De commissie cultuur en belastingen zal op 10 november haar rapport aanbieden aan de staatssecretarissen van Financiën en van OCW. Hij zegde toe de Kamer direct na 10 november een afschrift van dit rapport toe te zenden. Hij had van de ambtelijke vertegenwoordigers in deze commissie begrepen dat er tevens zal worden geadviseerd over het fiscaal belasten van kunstwerken door middel van de rendementsheffing in de derde box. Ook hij maakte zich daar zorgen over.
Aan het volgrecht, zoals dat in een aantal EU-lidstaten bestaat, kleven meer nadelen dan voordelen. In de eerste plaats komen de voordelen van het volgrecht vooral ten goede aan een kleine groep toch al succesvolle kunstenaars; de meerderheid profiteert er niet of nauwelijks van.
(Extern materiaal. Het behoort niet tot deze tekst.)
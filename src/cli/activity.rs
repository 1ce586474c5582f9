//! Activity subcommands.

use clap::Subcommand;

/// Activities offered as ideas by `suggest`.
///
/// ```bash
/// taskminder activity add "Chess" --kind learning
/// taskminder activity rm 1700000000000
/// ```
#[derive(Subcommand, Debug, Clone)]
pub enum ActivityCommand {
    /// List your activities.
    List,

    /// Add an activity.
    Add {
        /// Display name
        name: String,

        /// Type: relaxation, learning, household, sport, social or other
        #[arg(long)]
        kind: Option<String>,
    },

    /// Remove an activity.
    Rm {
        /// Activity ID
        id: i64,
    },
}
//! Standalone reminder subcommands.

use clap::Subcommand;

/// Standalone reminder commands.
///
/// ```bash
/// taskminder reminder add "Call the bank" --at +2h
/// taskminder reminder list
/// ```
#[derive(Subcommand, Debug, Clone)]
pub enum ReminderCommand {
    /// Create a reminder and schedule its notification.
    Add {
        /// What to remind about
        title: String,

        /// When to fire
        #[arg(long)]
        at: String,
    },

    /// Move a reminder or rename it.
    Edit {
        /// Reminder ID
        id: String,

        /// New title
        #[arg(long)]
        title: Option<String>,

        /// New fire time
        #[arg(long)]
        at: Option<String>,
    },

    /// List reminders by fire time.
    List,

    /// Cancel and delete a reminder.
    Rm {
        /// Reminder ID
        id: String,
    },
}
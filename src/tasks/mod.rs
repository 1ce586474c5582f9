//! Task repository.
//!
//! This module provides per-user document storage with:
//! - Tasks with title, description, category, priority, status and due date
//! - Categories, standalone reminders and a preferences document
//! - Realtime feeds delivering the full ordered collection on every change
//! - Pure list filtering (all / pending / done)
//!
//! # Example
//!
//! ```no_run
//! use taskminder::tasks::{SqliteTodoStore, TaskDraft, TodoStore};
//!
//! # async fn demo() -> taskminder::error::Result<()> {
//! let store = SqliteTodoStore::new("/tmp/taskminder.db")?;
//!
//! let mut feed = store.subscribe_tasks("local");
//! let id = store.create_task("local", TaskDraft::new("Buy milk")).await?;
//!
//! while let Some(event) = feed.next().await {
//!     println!("{event:?}");
//! }
//! # let _ = id;
//! # Ok(())
//! # }
//! ```

pub mod filter;
pub mod id;
pub mod models;
pub mod store;

pub use filter::{filter_tasks, InvalidFilter, ListFilter};
pub use models::{
    Activity, ActivityKind, Category, CategoryPatch, InvalidActivityKind, InvalidPriority,
    InvalidStatus, Preferences, PreferencesPatch, Priority, Reminder, ReminderDraft, ReminderPatch,
    Status, Task, TaskDraft, TaskPatch, Theme, DEFAULT_CATEGORY_ID,
};
pub use store::{SqliteTodoStore, TodoStore};
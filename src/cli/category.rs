//! Category subcommands.

use clap::Subcommand;

/// Category commands.
///
/// Deleting a category leaves its tasks in place; they fall back to a
/// default category when next edited.
#[derive(Subcommand, Debug, Clone)]
pub enum CategoryCommand {
    /// List categories.
    List,

    /// Create a category.
    Add {
        /// Display name
        name: String,

        /// Color token
        #[arg(long, default_value = "#64748B")]
        color: String,
    },

    /// Rename or recolor a category.
    Edit {
        /// Category ID
        id: String,

        /// New name
        #[arg(long)]
        name: Option<String>,

        /// New color
        #[arg(long)]
        color: Option<String>,
    },

    /// Delete a category.
    Rm {
        /// Category ID
        id: String,
    },
}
Daarnaast zal de handel in moderne beeldende kunst zich, bij invoering van het volgrecht in Nederland, naar verwachting verplaatsen naar landen waar het volgrecht niet geldt, vooral de Verenigde Staten.
Het eventueel gratis openstellen van musea dient in relatie te worden gebracht met de museumjaarkaart en de gesprekken over convenanten met gemeenten en provincies. De bewindsman was in dat kader bereid om na te gaan of er mogelijkheden zijn om de musea (niet alleen de rijksgesubsidieerde, maar ook andere) gedurende een dag of een dagdeel in de week gratis open te stellen.
De suggestie om accommodaties als een soort «vrije ruimte» te laten gebruiken, is al in de gesprekken over convenanten ter tafel gekomen. Bij die convenanten gaat het mede om stimulering van nieuw aanbod, vaak van jongeren of uit andere culturen. Hij zou het toejuichen als bestaande instellingen in dat verband een coachingfunctie zouden willen vervullen, door hun ervaringen ten dienste van het nieuwe aanbod te stellen. De verantwoordelijkheid voor accommodaties ligt in het algemeen bij gemeenten en in de gesprekken is al gebleken dat er wel zaken met gemeenten gedaan kunnen worden. Het is de bedoeling dat het rijk vooral de exploitatie subsidieert en lagere overheden zijn dan vaak bereid om te investeren in podia en ruimtes voor kunstenaars. Hij was bereid om zo nodig een steuntje in de rug te geven.
Naar aanleiding van de opmerking dat binnen de joods-christelijke traditie een hoogwaardige cultuur kon worden ontwikkeld, wees hij erop dat juist het belangrijke Bijbels museum doende is om naast veel aandacht voor de joods-christelijke traditie ook ruimte te bieden voor de islam. Van daaruit kan er weer meer inzicht in en waardering voor de joods-christelijke traditie ontstaan, en andersom.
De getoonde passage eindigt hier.